▶ **Exercise prompt**
Only one stretch of the data below should be repeated: the lines from the line containing "let response = LogoutResponse" through the line containing "pub mod users;", inclusive, exactly as they are.

▶ **Dataset records**
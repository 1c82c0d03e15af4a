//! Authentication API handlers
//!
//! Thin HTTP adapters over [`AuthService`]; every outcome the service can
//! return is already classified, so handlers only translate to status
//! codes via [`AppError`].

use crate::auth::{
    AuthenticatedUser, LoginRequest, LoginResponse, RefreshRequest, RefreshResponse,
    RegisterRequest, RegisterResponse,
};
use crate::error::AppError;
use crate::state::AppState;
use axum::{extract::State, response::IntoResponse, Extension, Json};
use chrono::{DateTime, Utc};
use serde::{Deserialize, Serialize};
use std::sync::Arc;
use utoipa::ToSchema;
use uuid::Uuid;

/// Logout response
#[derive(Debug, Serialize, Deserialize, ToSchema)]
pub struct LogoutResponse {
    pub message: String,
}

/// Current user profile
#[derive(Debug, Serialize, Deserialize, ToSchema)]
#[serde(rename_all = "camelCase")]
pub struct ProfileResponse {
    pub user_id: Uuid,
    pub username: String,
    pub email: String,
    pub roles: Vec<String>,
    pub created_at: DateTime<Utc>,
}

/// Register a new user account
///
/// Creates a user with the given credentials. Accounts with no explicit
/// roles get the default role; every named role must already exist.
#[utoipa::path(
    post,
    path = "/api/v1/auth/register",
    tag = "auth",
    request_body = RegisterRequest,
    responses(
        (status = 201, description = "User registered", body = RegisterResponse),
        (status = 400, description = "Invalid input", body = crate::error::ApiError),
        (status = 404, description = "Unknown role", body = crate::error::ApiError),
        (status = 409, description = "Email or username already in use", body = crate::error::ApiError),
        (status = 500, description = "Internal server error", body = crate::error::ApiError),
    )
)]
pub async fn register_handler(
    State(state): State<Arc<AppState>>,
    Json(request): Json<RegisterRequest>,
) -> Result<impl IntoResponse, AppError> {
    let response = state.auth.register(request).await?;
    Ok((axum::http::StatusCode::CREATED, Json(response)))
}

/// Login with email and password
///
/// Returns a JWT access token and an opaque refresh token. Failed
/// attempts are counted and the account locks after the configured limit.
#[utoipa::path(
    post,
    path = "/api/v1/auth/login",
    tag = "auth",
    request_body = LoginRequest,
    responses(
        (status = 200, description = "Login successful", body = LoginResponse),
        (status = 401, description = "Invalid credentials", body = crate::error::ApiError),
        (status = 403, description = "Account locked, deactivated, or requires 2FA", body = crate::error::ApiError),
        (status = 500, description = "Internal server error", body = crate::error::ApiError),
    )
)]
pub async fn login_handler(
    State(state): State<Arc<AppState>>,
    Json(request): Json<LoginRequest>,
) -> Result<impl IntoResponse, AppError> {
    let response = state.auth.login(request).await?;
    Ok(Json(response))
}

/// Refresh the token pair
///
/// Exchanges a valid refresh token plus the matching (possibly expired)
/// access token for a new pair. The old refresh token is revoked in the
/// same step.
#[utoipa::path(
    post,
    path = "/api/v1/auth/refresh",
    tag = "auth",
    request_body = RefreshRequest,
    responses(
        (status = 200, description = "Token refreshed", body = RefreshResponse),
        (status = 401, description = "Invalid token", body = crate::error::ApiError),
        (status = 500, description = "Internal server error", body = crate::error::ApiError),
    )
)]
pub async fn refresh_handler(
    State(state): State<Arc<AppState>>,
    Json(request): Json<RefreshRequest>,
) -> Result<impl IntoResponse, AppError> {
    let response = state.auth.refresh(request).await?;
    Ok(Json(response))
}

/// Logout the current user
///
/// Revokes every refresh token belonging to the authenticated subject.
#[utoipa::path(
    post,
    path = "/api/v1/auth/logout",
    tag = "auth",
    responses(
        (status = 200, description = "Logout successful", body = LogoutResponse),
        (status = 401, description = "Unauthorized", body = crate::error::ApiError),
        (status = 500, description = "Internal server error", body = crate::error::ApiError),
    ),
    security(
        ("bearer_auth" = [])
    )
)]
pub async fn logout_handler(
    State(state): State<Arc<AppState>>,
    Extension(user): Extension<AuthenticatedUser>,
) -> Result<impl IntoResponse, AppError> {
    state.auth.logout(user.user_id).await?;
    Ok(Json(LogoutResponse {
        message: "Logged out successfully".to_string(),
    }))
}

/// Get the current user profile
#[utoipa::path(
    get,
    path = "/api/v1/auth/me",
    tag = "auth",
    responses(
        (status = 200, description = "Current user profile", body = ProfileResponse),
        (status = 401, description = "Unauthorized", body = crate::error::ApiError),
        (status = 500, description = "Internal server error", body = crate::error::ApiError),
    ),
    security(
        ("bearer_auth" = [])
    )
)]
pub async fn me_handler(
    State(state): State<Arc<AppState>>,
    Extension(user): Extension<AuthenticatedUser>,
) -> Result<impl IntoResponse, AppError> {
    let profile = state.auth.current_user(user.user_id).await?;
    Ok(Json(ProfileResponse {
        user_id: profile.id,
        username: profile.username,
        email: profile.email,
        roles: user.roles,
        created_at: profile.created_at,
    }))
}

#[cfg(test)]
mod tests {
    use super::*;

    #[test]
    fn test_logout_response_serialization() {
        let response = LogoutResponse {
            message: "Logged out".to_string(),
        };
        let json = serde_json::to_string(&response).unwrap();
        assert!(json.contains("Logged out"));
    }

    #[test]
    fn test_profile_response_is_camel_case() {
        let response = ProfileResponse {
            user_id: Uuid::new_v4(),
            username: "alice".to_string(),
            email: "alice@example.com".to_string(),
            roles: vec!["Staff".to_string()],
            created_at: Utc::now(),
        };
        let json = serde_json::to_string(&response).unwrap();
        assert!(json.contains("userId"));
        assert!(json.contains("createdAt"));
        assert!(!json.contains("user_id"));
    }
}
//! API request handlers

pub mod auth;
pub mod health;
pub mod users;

* * *

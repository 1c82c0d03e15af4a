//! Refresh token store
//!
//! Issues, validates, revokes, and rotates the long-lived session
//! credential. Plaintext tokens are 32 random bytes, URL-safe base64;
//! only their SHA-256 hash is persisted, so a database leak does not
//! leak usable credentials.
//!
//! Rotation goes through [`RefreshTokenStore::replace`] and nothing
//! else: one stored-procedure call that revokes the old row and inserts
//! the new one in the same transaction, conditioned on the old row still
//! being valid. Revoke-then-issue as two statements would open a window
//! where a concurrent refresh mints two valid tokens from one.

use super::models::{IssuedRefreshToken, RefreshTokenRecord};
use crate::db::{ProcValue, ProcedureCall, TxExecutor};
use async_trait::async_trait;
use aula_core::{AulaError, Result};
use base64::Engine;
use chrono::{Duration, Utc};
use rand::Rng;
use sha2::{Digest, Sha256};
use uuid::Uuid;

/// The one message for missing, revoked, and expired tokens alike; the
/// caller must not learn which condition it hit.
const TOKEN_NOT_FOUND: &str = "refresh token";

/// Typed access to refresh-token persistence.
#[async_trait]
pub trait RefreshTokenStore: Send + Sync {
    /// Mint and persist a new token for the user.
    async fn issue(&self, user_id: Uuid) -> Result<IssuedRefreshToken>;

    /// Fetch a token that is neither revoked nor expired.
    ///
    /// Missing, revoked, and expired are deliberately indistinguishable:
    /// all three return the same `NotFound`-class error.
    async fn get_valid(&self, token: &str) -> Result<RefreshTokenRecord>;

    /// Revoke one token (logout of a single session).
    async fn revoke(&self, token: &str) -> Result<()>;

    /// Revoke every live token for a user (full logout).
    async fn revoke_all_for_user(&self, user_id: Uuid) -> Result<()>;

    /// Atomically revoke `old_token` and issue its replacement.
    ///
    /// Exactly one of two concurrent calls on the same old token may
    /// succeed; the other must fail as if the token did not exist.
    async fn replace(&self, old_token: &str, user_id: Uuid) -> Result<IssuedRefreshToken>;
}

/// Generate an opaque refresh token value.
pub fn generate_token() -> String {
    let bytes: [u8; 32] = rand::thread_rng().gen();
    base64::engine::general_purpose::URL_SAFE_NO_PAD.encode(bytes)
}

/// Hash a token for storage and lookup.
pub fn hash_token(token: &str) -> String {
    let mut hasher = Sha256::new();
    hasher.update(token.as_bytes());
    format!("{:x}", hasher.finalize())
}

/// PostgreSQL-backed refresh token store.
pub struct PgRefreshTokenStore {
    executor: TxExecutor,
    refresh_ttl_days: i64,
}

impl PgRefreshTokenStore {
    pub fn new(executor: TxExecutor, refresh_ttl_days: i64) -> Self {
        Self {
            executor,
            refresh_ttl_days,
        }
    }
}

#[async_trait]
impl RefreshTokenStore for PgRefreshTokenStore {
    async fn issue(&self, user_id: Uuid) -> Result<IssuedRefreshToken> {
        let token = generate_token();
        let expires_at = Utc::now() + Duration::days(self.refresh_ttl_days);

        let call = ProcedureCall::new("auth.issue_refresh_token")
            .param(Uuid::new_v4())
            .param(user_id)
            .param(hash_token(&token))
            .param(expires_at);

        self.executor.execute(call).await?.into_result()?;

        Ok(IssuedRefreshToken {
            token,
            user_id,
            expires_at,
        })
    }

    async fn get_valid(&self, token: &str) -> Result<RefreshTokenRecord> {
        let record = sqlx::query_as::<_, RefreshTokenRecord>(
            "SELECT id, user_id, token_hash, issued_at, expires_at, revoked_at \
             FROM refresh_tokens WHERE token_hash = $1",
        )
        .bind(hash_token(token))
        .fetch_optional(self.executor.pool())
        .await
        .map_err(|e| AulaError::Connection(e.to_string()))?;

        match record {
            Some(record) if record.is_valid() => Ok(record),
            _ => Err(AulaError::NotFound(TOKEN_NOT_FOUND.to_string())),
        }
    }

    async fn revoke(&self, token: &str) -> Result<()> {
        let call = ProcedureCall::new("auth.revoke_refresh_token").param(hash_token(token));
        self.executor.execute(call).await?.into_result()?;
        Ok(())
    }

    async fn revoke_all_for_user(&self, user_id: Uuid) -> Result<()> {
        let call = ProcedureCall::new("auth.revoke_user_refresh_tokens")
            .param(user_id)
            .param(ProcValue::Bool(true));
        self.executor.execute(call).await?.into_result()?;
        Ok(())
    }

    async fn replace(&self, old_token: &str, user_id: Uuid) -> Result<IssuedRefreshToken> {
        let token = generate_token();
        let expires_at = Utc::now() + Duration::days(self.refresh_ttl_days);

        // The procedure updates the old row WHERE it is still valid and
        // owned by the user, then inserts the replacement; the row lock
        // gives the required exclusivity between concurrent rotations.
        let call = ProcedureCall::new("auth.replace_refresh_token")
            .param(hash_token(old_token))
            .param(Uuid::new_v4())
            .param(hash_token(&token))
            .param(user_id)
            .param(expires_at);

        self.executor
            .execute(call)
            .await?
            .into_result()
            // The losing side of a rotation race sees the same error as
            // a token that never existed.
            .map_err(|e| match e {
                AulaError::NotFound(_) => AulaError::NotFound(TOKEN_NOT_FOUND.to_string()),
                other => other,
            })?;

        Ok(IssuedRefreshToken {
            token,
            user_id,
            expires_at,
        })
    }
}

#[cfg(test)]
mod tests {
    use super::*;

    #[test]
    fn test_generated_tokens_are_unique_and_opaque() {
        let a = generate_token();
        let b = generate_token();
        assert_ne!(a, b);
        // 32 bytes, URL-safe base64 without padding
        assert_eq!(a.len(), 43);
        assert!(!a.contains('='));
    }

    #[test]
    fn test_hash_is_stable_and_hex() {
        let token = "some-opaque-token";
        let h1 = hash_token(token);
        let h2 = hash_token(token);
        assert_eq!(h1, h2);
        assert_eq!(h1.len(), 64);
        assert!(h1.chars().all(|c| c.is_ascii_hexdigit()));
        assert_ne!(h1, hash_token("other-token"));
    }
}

▶ **Written solution**
        let response = LogoutResponse {
            message: "Logged out".to_string(),
        };
        let json = serde_json::to_string(&response).unwrap();
        assert!(json.contains("Logged out"));
    }

    #[test]
    fn test_profile_response_is_camel_case() {
        let response = ProfileResponse {
            user_id: Uuid::new_v4(),
            username: "alice".to_string(),
            email: "alice@example.com".to_string(),
            roles: vec!["Staff".to_string()],
            created_at: Utc::now(),
        };
        let json = serde_json::to_string(&response).unwrap();
        assert!(json.contains("userId"));
        assert!(json.contains("createdAt"));
        assert!(!json.contains("user_id"));
    }
}
//! API request handlers

pub mod auth;
pub mod health;
pub mod users;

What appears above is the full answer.